Muchas son las motivaciones que tiene un abstencionista para no participar en el sainete electoral, todas estrechamente ligadas al grado de convicción y a las circunstancias que se viven en las sociedades actuales. Hay personas que no creen en el sistema político y electoral y consideran que sus votos son irrelevantes porque no solamente no serán contabilizados en el sentido que lo emitieron -por corrupción o por intimidación-, sino que sirven de base para que se justifique una “democracia” en la que solo una parte -nunca la mayoritaria- participa. También existen ciudadanos que consideran que de nada vale votar por un paquete de promesas que los políticos hacen en campaña pero que nunca cumplen y lo que es peor, no encuentran mecanismos reales a través de los cuales puedan reclamarles para que cumplan la palabra empeñada a lo largo y ancho de la geografía nacional cuando se encuentran en campaña. Y a decir verdad, esto último tiene muchas evidencias que vale la pena señalar.

Todos sabemos que el incumplimiento electoral es una innegable realidad. Y los intentos de revocatoria una mera ilusión, ya sea porque las mismas autoridades las evitan con cuestionables subterfugios jurídicos, o ya sea porque el umbral de éxito es tan elevado que la lucha se vuelve quimérica. El elector, a través del voto, “compra” un producto electoral conformado por el candidato, el partido o movimiento que lo respalda, y el programa que en teoría lo hace diferente a sus competidores. Algunos ciudadanos hacen un significativo esfuerzo para ponderar la mejor alternativa que las condiciones reclaman, balancean su ideología y la cruzan con sus pasiones para decidir su voto, a conciencia, por quien luce más persuasivo y transparente. Otros electores, más llevados por la figura física, el carisma, y el dedo señalador de un líder, escogen al candidato que parece estar más capacitado.

Todos los votantes esperan con gran ilusión que la palabra plasmada en discursos y en planes oficialmente registrados se cumpla y la problemática se resuelva. Sin embargo, una vez los políticos han logrado acceder al cargo de elección popular nada -o muy poco- de lo que prometieron -incluso firmandolo ante un notario- cumplen. Ni siquiera se sonrojan cuando deleitándose de las mieles del poder, hacen exactamente lo contrario, sin siquiera ruborizarse y menos aún “darle la cara” a sus votantes.

La experiencia ha sido nefasta. Está demostrado. Muchos candidatos mienten, tergiversan al contrincante, posan de progresistas, recurren a la amenaza, meten miedo en el electorado, y sobre todo prometen lo que saben no van a cumplir porque son solo palabras que expresan con emoción y hasta con lágrimas en los ojos.

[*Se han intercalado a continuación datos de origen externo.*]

#[cfg(test)]
#[allow(clippy::unwrap_used)]
mod tests {
    use rair_types::{CharacterState, Position};

    use super::*;
    use crate::config::TickRates;
    use crate::content::FAMILIAR;
    use crate::spawner::{NpcChoice, SpawnerConfig};
    use crate::world::{WorldServices, WorldSettings};

    fn world_with(settings: WorldSettings) -> World {
        World::new(settings, WorldServices::standalone()).unwrap()
    }

    fn world() -> World {
        world_with(WorldSettings::for_map("test"))
    }

    fn admit(w: &mut World, name: &str, stats: &[(Stat, i64)]) -> CharacterId {
        let mut state = CharacterState::fresh(CharacterId::new(), name, 50);
        for (stat, value) in stats {
            state.stats.insert(*stat, *value);
        }
        w.admit_player(&state);
        state.id
    }

    #[test]
    fn empty_world_idles_without_advancing() {
        let mut w = world();
        let summary = run_tick(&mut w).unwrap();
        assert!(summary.idle);
        assert_eq!(w.tick(), 0);
    }

    #[test]
    fn ticks_advance_while_a_player_is_present() {
        let mut w = world();
        admit(&mut w, "Ayla", &[]);
        for expected in 1..=3 {
            let summary = run_tick(&mut w).unwrap();
            assert!(!summary.idle);
            assert_eq!(summary.tick, expected);
        }
    }

    #[test]
    fn regeneration_waits_for_the_interval_and_combat() {
        let mut settings = WorldSettings::for_map("test");
        settings.regen_interval = 2;
        let mut w = world_with(settings);
        let id = admit(&mut w, "Ayla", &[(Stat::HpRegen, 3)]);
        w.character_mut(id).unwrap().core.take_damage(20);

        run_tick(&mut w).unwrap();
        assert_eq!(w.character(id).unwrap().core.hp().current(), 30);
        run_tick(&mut w).unwrap();
        assert_eq!(w.character(id).unwrap().core.hp().current(), 33);

        w.character_mut(id).unwrap().core.engage(10);
        run_tick(&mut w).unwrap();
        run_tick(&mut w).unwrap();
        assert_eq!(w.character(id).unwrap().core.hp().current(), 33);
    }

    #[test]
    fn starving_player_becomes_malnourished_once() {
        let mut settings = WorldSettings::for_map("test");
        settings.hunger_ticks = 2;
        let mut w = world_with(settings);
        let id = admit(&mut w, "Ayla", &[]);

        run_tick(&mut w).unwrap();
        assert!(!w.character(id).unwrap().effects.contains(STARVATION_EFFECT));
        run_tick(&mut w).unwrap();
        run_tick(&mut w).unwrap();
        let c = w.character(id).unwrap();
        assert!(c.effects.contains(STARVATION_EFFECT));
        assert_eq!(c.effects.iter().filter(|e| e.name() == STARVATION_EFFECT).count(), 1);
        assert_eq!(c.core.hunger_ticks, Some(0));
    }

    #[test]
    fn phases_follow_their_rates() {
        let mut settings = WorldSettings::for_map("test");
        settings.rates = TickRates {
            character_action: 1,
            buff: 1,
            spawner: 2,
            persistence: 4,
        };
        let mut w = world_with(settings);
        admit(&mut w, "Ayla", &[]);
        let mut config = SpawnerConfig::default();
        config.npcs = vec![NpcChoice::new(FAMILIAR)];
        config.initial_spawn = 1;
        w.add_spawner("den", Position::new(0, 0), config).unwrap();

        assert_eq!(run_tick(&mut w).unwrap().spawned, 0);
        assert_eq!(run_tick(&mut w).unwrap().spawned, 1);
        assert_eq!(w.npc_count(), 1);
    }

    #[test]
    fn broken_spawner_is_disabled_without_stopping_others() {
        let mut settings = WorldSettings::for_map("test");
        settings.spawner_fault_limit = 2;
        let mut w = world_with(settings);
        admit(&mut w, "Ayla", &[]);

        let mut broken = SpawnerConfig::default();
        broken.npcs = vec![NpcChoice::new("dragon")];
        let bad = w.add_spawner("lair", Position::new(0, 0), broken).unwrap();
        let mut good = SpawnerConfig::default();
        good.npcs = vec![NpcChoice::new(FAMILIAR)];
        w.add_spawner("den", Position::new(0, 0), good).unwrap();

        let first = run_tick(&mut w).unwrap();
        assert_eq!(first.faults, 1);
        assert_eq!(first.spawned, 1);
        run_tick(&mut w).unwrap();
        assert!(w.spawner(bad).unwrap().is_disabled());

        let third = run_tick(&mut w).unwrap();
        assert_eq!(third.faults, 0);
    }

    #[test]
    fn queued_commands_run_in_the_action_phase() {
        let mut w = world();
        let id = admit(&mut w, "Ayla", &[]);
        w.enqueue_command(id, "move 1 1");
        w.enqueue_command(id, "dance");
        let summary = run_tick(&mut w).unwrap();
        assert_eq!(summary.commands_executed, 1);
        assert_eq!(w.character(id).unwrap().core.position, Position::new(1, 1));
        assert_eq!(run_tick(&mut w).unwrap().commands_executed, 1);
    }
}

Pareciera que su idea es embaucar al incauto que se deja llevar por promesas “veintejulieras” y por discursos altisonantes llenos de falsedades aunque muy bien adornados con frases impactantes y calculadas entonaciones de voz.

Ante esto surgen algunas preguntas desde la lógica social y comercial: ¿Acaso el elector no tiene unos derechos como los que tiene en su rol de consumidor de bienes y de servicios? ¿Dónde quedan los derechos esenciales del consumidor-votante-ciudadano? ¿Se le puede seguir mintiendo de forma tan descarada como lo que está pasando en el caso colombiano en el que el presidente actual en su condición de candidato hizo un sinnúmero de promesas que como primer mandatario está incumpliendo de manera grosera y sin escrúpulo alguno?

Las respuestas producen frustración y la incertidumbre de lo que puede pasar genera ansiedad y desconcierto. ¿Podremos algún día hacer que las promesas de campaña se cumplan cuando los ganadores accedan al poder? Es triste decirlo, hasta el momento -y nadie sabe por cuánto tiempo más- no es mucho lo que se pueda hacer. Dirán algunos que el camino a seguir es castigar a los candidatos del partido que respaldó al ganador que no cumplió. Más esperanzas tiradas al viento. ¿No será tiempo de recurrir al “Ensayo sobre la lucidez” del inolvidable Saramago para sacudir todo el andamiaje electoral actual?